* **Work item**
Please copy exactly the lines that run from the start of the entries to the line containing "impl std::fmt::Display for", inclusive.

Working data START

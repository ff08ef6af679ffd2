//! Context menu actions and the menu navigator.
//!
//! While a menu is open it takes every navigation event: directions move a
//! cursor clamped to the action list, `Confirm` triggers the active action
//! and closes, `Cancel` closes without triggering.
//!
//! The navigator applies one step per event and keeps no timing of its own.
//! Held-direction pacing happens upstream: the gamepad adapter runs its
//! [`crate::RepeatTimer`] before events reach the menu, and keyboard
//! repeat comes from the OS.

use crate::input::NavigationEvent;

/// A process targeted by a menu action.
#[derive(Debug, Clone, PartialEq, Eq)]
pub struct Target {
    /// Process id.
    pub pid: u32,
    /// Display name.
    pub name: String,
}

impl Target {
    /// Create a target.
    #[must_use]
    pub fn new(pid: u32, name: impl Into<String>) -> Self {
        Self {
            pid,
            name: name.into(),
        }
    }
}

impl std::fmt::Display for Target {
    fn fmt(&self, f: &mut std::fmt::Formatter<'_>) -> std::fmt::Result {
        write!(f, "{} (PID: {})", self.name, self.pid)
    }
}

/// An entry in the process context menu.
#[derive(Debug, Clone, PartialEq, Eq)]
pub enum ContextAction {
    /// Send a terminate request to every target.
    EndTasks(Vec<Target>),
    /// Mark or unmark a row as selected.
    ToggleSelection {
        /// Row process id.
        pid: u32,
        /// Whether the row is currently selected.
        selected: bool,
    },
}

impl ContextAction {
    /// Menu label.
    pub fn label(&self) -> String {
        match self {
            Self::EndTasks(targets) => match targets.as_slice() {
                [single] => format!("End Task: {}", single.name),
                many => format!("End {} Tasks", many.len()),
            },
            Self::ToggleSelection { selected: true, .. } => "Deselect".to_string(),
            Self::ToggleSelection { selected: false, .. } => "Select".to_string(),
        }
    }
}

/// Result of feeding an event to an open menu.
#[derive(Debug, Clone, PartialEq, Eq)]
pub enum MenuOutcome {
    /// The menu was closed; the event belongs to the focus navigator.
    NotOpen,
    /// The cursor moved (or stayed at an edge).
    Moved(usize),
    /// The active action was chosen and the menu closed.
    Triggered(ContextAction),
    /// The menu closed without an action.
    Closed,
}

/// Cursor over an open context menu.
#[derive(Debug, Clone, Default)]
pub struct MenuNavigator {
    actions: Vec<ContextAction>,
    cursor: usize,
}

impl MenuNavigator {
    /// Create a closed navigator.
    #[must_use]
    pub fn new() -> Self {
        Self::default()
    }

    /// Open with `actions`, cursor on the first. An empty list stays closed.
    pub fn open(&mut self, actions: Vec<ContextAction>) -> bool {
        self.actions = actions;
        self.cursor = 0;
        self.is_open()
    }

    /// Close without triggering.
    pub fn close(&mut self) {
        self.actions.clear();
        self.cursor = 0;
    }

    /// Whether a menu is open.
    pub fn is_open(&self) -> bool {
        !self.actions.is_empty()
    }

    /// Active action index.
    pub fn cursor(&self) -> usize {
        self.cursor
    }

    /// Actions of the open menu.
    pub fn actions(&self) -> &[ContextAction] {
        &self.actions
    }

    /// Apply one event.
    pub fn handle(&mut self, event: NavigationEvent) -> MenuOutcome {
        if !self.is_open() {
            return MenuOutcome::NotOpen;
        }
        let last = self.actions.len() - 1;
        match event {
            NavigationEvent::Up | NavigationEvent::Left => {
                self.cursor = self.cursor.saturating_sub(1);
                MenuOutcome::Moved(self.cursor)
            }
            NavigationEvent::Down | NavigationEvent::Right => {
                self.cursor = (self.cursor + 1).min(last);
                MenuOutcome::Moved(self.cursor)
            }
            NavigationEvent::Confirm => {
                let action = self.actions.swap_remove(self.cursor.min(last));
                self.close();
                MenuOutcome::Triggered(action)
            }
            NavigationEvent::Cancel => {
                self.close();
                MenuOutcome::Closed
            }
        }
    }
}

Working data END

* **Solution below**
repository ff08ef6af679ffd2
//! Context menu actions and the menu navigator.
//!
//! While a menu is open it takes every navigation event: directions move a
//! cursor clamped to the action list, `Confirm` triggers the active action
//! and closes, `Cancel` closes without triggering.
//!
//! The navigator applies one step per event and keeps no timing of its own.
//! Held-direction pacing happens upstream: the gamepad adapter runs its
//! [`crate::RepeatTimer`] before events reach the menu, and keyboard
//! repeat comes from the OS.

use crate::input::NavigationEvent;

/// A process targeted by a menu action.
#[derive(Debug, Clone, PartialEq, Eq)]
pub struct Target {
    /// Process id.
    pub pid: u32,
    /// Display name.
    pub name: String,
}

impl Target {
    /// Create a target.
    #[must_use]
    pub fn new(pid: u32, name: impl Into<String>) -> Self {
        Self {
            pid,
            name: name.into(),
        }
    }
}

impl std::fmt::Display for Target {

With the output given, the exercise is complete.